Last modified: 2010-04-16
Abstract
Media are considered by the Belgians as their main source of information regarding science, in that context the Belgian media played an essential role in raising public's awareness about the scientific, environmental, political, economic and social stakes of climate change and brought ahead questions regarding our consumption habits.
This paper shows how a Belgian french weekly magazine (Le Vif/L'Express), two quality newspapers (Le Soir and La Libre Belgique) and a popular one (La Dernière Heure) covered and communicated climate change between 1997, year of the Kyoto Protocol agreement, and 2009, after the Copenhagen Conference, and what were the discursive processes used in that communication. Both media's discourse and media's reported discourse of politicians, scientists, lobbies and NGO's, in over 1400 news articles, was analyzed with lexicometric tools. Results indicate that climate change is represented according to two axes: the Kyoto Protocol axis, which is limited to a political or economic approach of the problem, and the climate change Risks axis which has an important scientific content, emphasize the human responsibility and focuses on the causes and consequences of this process.

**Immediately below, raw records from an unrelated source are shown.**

//! Translation orchestration.
//!
//! [`Translator`] turns a request into a prompt, runs it against a
//! [`ChatClient`] in blocking or streaming mode, and folds every failure of
//! the model call into an [`Outcome`]. Nothing below this boundary can make
//! `translate` or `proofread` return an error.

use std::ops::ControlFlow;
use std::sync::Arc;

use anyhow::Result;
use futures_util::StreamExt;
use tokio::sync::mpsc::UnboundedSender;
use tokio_util::sync::CancellationToken;
use tracing::Instrument;

use super::client::{ChatClient, create_client};
use super::language::JAPANESE;
use super::model::{ConfigurationError, ProviderSettings};
use super::prompt::{Prompt, build_proofread_prompt, build_translation_prompt};
use crate::style::StyleDirective;

/// Result of one translate or proofread call.
#[derive(Debug, Clone, PartialEq, Eq)]
pub enum Outcome {
    /// The model answered; the text is trimmed and may be empty.
    Completed(String),
    /// The model call failed. Carries a human-readable cause.
    Failed(String),
    /// The sink stopped the stream. Partial output is discarded.
    Cancelled,
}

impl Outcome {
    pub fn text(&self) -> Option<&str> {
        match self {
            Self::Completed(text) => Some(text),
            Self::Failed(_) | Self::Cancelled => None,
        }
    }

    pub fn into_text(self) -> Option<String> {
        match self {
            Self::Completed(text) => Some(text),
            Self::Failed(_) | Self::Cancelled => None,
        }
    }

    pub const fn is_completed(&self) -> bool {
        matches!(self, Self::Completed(_))
    }
}

/// Receives streamed fragments in arrival order.
///
/// Returning [`ControlFlow::Break`] cancels the request: no further
/// fragments are read and the call ends with [`Outcome::Cancelled`].
pub trait FragmentSink: Send {
    fn accept(&mut self, fragment: &str) -> ControlFlow<()>;
}

impl<F> FragmentSink for F
where
    F: FnMut(&str) -> ControlFlow<()> + Send,
{
    fn accept(&mut self, fragment: &str) -> ControlFlow<()> {
        self(fragment)
    }
}

/// Forwards fragments to another task over a channel.
///
/// Used when the request runs on a worker task and the fragments must be
/// rendered by the task that owns the terminal. Breaks when `cancel` fires
/// or when the receiving side has gone away.
pub struct ChannelSink {
    sender: UnboundedSender<String>,
    cancel: CancellationToken,
}

impl ChannelSink {
    pub const fn new(sender: UnboundedSender<String>, cancel: CancellationToken) -> Self {
        Self { sender, cancel }
    }
}

impl FragmentSink for ChannelSink {
    fn accept(&mut self, fragment: &str) -> ControlFlow<()> {
        if self.cancel.is_cancelled() || self.sender.send(fragment.to_string()).is_err() {
            ControlFlow::Break(())
        } else {
            ControlFlow::Continue(())
        }
    }
}

/// Result of [`Translator::test_connection`].
#[derive(Debug, Clone, PartialEq, Eq)]
pub struct ConnectionCheck {
    pub success: bool,
    pub message: String,
}

/// Translates and proofreads text with one fixed chat client.
///
/// Cloning is cheap; clones share the client.
#[derive(Clone)]
pub struct Translator {
    client: Arc<dyn ChatClient>,
}

impl Translator {
    pub fn new(client: Arc<dyn ChatClient>) -> Self {
        Self { client }
    }

    /// Builds the client described by `settings`.
    pub fn from_settings(settings: ProviderSettings) -> Result<Self, ConfigurationError> {
        create_client(settings.model, settings.credential).map(Self::new)
    }

    pub fn describe(&self) -> String {
        self.client.describe()
    }

    /// Translates `text` into `target_language`, detecting the source
    /// language automatically.
    ///
    /// Blank input returns `Completed("")` without contacting the model.
    /// With a sink the response is streamed through it.
    pub async fn translate(
        &self,
        text: &str,
        target_language: &str,
        style: StyleDirective,
        sink: Option<&mut dyn FragmentSink>,
    ) -> Outcome {
        if text.trim().is_empty() {
            return Outcome::Completed(String::new());
        }

        let prompt = build_translation_prompt(text, target_language, style);
        let span = tracing::info_span!("translate", to = target_language, %style);
        self.run(prompt, sink).instrument(span).await
    }

    /// Proofreads `text` in its original language.
    pub async fn proofread(
        &self,
        text: &str,
        style: StyleDirective,
        sink: Option<&mut dyn FragmentSink>,
    ) -> Outcome {
        if text.trim().is_empty() {
            return Outcome::Completed(String::new());
        }

        let prompt = build_proofread_prompt(text, style);
        let span = tracing::info_span!("proofread", %style);
        self.run(prompt, sink).instrument(span).await
    }

    /// Translates a fixed word to check credentials and connectivity.
    pub async fn test_connection(&self) -> ConnectionCheck {
        let outcome = self
            .translate("Hello", JAPANESE.tag, StyleDirective::default(), None)
            .await;

        match outcome {
            Outcome::Completed(text) if !text.is_empty() => ConnectionCheck {
                success: true,
                message: format!("Connected to {}", self.describe()),
            },
            Outcome::Completed(_) => ConnectionCheck {
                success: false,
                message: "The model returned an empty response".to_string(),
            },
            Outcome::Failed(cause) => ConnectionCheck {
                success: false,
                message: format!("Connection failed: {cause}"),
            },
            Outcome::Cancelled => ConnectionCheck {
                success: false,
                message: "Connection test was cancelled".to_string(),
            },
        }
    }

    async fn run(&self, prompt: Prompt, sink: Option<&mut dyn FragmentSink>) -> Outcome {
        tracing::debug!(client = %self.client.describe(), streaming = sink.is_some(), "sending request");

        let result = match sink {
            Some(sink) => self.run_streaming(&prompt, sink).await,
            None => self.client.invoke(&prompt).await.map(Some),
        };

        match result {
            Ok(Some(text)) => {
                tracing::debug!(chars = text.chars().count(), "request completed");
                Outcome::Completed(text.trim().to_string())
            }
            Ok(None) => {
                tracing::debug!("request cancelled by caller");
                Outcome::Cancelled
            }
            Err(e) => {
                let cause = format!("{e:#}");
                tracing::warn!(client = %self.client.describe(), error = %cause, "request failed");
                Outcome::Failed(cause)
            }
        }
    }

    /// Returns `None` when the sink cancelled.
    async fn run_streaming(
        &self,
        prompt: &Prompt,
        sink: &mut dyn FragmentSink,
    ) -> Result<Option<String>> {
        let mut stream = self.client.stream(prompt).await?;
        let mut accumulated = String::new();

        while let Some(fragment) = stream.next().await {
            let fragment = fragment?;
            accumulated.push_str(&fragment);
            if sink.accept(&fragment).is_break() {
                return Ok(None);
            }
        }

        Ok(Some(accumulated))
    }
}
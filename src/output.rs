//! Global output configuration and logging setup.
//!
//! - Translation output goes to stdout (for piping)
//! - Status messages, progress, and logs go to stderr
//! - Quiet mode suppresses non-essential output
//! - Colors can be disabled via flag or the `NO_COLOR` environment variable

use std::sync::OnceLock;

use tracing_subscriber::EnvFilter;
use tracing_subscriber::layer::SubscriberExt;
use tracing_subscriber::util::SubscriberInitExt;

static OUTPUT_CONFIG: OnceLock<OutputConfig> = OnceLock::new();

/// Output configuration settings.
#[derive(Debug, Clone)]
pub struct OutputConfig {
    /// Suppress non-essential output.
    pub quiet: bool,
    /// Log at debug level.
    pub verbose: bool,
    /// Disable colored output.
    pub no_color: bool,
}

impl Default for OutputConfig {
    fn default() -> Self {
        Self {
            quiet: false,
            verbose: false,
            // https://no-color.org/
            no_color: std::env::var_os("NO_COLOR").is_some(),
        }
    }
}

impl OutputConfig {
    /// Filter used when `RUST_LOG` is not set.
    pub const fn default_directive(&self) -> &'static str {
        if self.verbose {
            "deepyami=debug"
        } else if self.quiet {
            "error"
        } else {
            "warn"
        }
    }
}

/// Stores the output configuration and installs the tracing subscriber.
///
/// Only the first call has an effect.
pub fn init(config: OutputConfig) {
    let filter = EnvFilter::try_from_default_env()
        .unwrap_or_else(|_| EnvFilter::new(config.default_directive()));

    let _ = tracing_subscriber::registry()
        .with(
            tracing_subscriber::fmt::layer()
                .with_writer(std::io::stderr)
                .with_ansi(!config.no_color)
                .with_target(false),
        )
        .with(filter)
        .try_init();

    let _ = OUTPUT_CONFIG.set(config);
}

pub fn config() -> &'static OutputConfig {
    OUTPUT_CONFIG.get_or_init(OutputConfig::default)
}

pub fn is_quiet() -> bool {
    config().quiet
}

pub fn is_no_color() -> bool {
    config().no_color
}

/// Print a status message to stderr (respects quiet mode).
#[macro_export]
macro_rules! status {
    ($($arg:tt)*) => {
        if !$crate::output::is_quiet() {
            eprintln!($($arg)*);
        }
    };
}
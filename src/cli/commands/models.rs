//! Model listing command handler.

use anyhow::Result;

use crate::config::{ConfigFile, ConfigManager};
use crate::translation::{ModelId, ProviderFamily};
use crate::ui::Style;

/// Prints every supported model with its provider and key status.
pub fn print_models() -> Result<()> {
    let config = ConfigManager::new()?.load_or_default()?;
    print_models_for(&config);
    Ok(())
}

fn print_models_for(config: &ConfigFile) {
    let default_model = config
        .deepyami
        .model
        .as_deref()
        .and_then(|m| m.parse::<ModelId>().ok());

    for family in ProviderFamily::ALL {
        let key_status = if config.api_keys.resolve(family).is_some() {
            Style::success("key set")
        } else {
            Style::warning(format!("no key, set {}", family.api_key_env()))
        };
        println!("{} {}", Style::header(family), Style::secondary(format!("({key_status})")));

        for model in ModelId::ALL.into_iter().filter(|m| m.family() == family) {
            let marker = if default_model == Some(model) {
                format!(" {}", Style::default_marker())
            } else {
                String::new()
            };
            println!(
                "  {}  {}  {}{marker}",
                Style::value(format!("{:13}", model.identifier())),
                Style::label(format!("{:18}", model.spec().model_name)),
                Style::secondary(model.description()),
            );
        }
        println!();
    }
}
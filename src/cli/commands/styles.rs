//! Styles command handler.

use anyhow::Result;

use crate::config::ConfigManager;
use crate::style::{PRESETS, StyleDirective};
use crate::ui::Style;

/// Lists the style presets and marks the configured default.
pub fn list_styles() -> Result<()> {
    let config = ConfigManager::new()?.load_or_default()?;
    let default_style = config
        .deepyami
        .style
        .as_deref()
        .and_then(|s| s.parse::<StyleDirective>().ok())
        .unwrap_or_default();

    println!("{}", Style::header("Styles"));
    for preset in PRESETS {
        let marker = if preset.style == default_style {
            format!(" {}", Style::default_marker())
        } else {
            String::new()
        };
        println!(
            "  {}  {}{marker}",
            Style::value(format!("{:10}", preset.key)),
            Style::secondary(preset.description)
        );
        if !preset.aliases.is_empty() {
            println!(
                "  {:10}  {}",
                "",
                Style::hint(format!("also: {}", preset.aliases.join(", ")))
            );
        }
    }

    Ok(())
}
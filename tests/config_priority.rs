//! Config priority contract tests.
//!
//! Priority order (highest to lowest):
//! 1. CLI arguments
//! 2. Environment variables (API keys only)
//! 3. Config file
//! 4. Built-in defaults

#![allow(clippy::unwrap_used)]

use deepyami::config::{ConfigFile, DefaultsConfig, ResolveOptions, resolve_config};
use deepyami::style::StyleDirective;
use deepyami::translation::{ModelId, ProviderFamily};
use serial_test::serial;

fn make_config_with_defaults() -> ConfigFile {
    let mut config = ConfigFile {
        deepyami: DefaultsConfig {
            model: Some("claude-haiku".to_string()),
            style: Some("standard".to_string()),
            source_language: Some("Korean".to_string()),
            target_language: Some("Japanese".to_string()),
        },
        ..ConfigFile::default()
    };
    config.api_keys.set(ProviderFamily::Anthropic, "file-anthropic");
    config.api_keys.set(ProviderFamily::OpenAi, "file-openai");
    config
}

fn clear_env() {
    for family in ProviderFamily::ALL {
        unsafe { std::env::remove_var(family.api_key_env()) };
    }
}

#[test]
#[serial]
fn test_cli_options_override_file() {
    clear_env();
    let options = ResolveOptions {
        model: Some("gpt".to_string()),
        style: Some("friend".to_string()),
        to: Some("English".to_string()),
    };

    let resolved = resolve_config(&options, &make_config_with_defaults()).unwrap();

    assert_eq!(resolved.settings.model, ModelId::Gpt);
    assert_eq!(resolved.settings.credential.secret(), "file-openai");
    assert_eq!(resolved.style, StyleDirective::Friend);
    assert_eq!(resolved.target_language, "English");
    assert_eq!(resolved.source_language, "Korean");
}

#[test]
#[serial]
fn test_file_values_used_without_cli_options() {
    clear_env();
    let resolved = resolve_config(&ResolveOptions::default(), &make_config_with_defaults()).unwrap();

    assert_eq!(resolved.settings.model, ModelId::ClaudeHaiku);
    assert_eq!(resolved.style, StyleDirective::Standard);
    assert_eq!(resolved.target_language, "Japanese");
}

#[test]
#[serial]
fn test_environment_key_overrides_file_key() {
    clear_env();
    unsafe { std::env::set_var("ANTHROPIC_API_KEY", "env-anthropic") };

    let resolved = resolve_config(&ResolveOptions::default(), &make_config_with_defaults()).unwrap();
    assert_eq!(resolved.settings.credential.secret(), "env-anthropic");

    clear_env();
}

#[test]
#[serial]
fn test_environment_key_is_enough_without_file_key() {
    clear_env();
    unsafe { std::env::set_var("GOOGLE_API_KEY", "env-google") };

    let options = ResolveOptions {
        model: Some("gemini-flash".to_string()),
        ..ResolveOptions::default()
    };
    let resolved = resolve_config(&options, &ConfigFile::default()).unwrap();

    assert_eq!(resolved.settings.credential.family(), ProviderFamily::Google);
    assert_eq!(resolved.style, StyleDirective::Business);
    assert_eq!(resolved.target_language, "English");
    assert_eq!(resolved.source_language, "Japanese");

    clear_env();
}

Katrina, Rita and the rise of floods or heatwaves all over Europe lead those media to a change after 2005, articles didn't just inform about climate change but counseled their readers on how to diminish their ecological footprint and become "green-friendly" in order to adapt and invited them to act individually to mitigate global warming by repeating verbs as make, act, need and expressions as our future, our planet, our survival.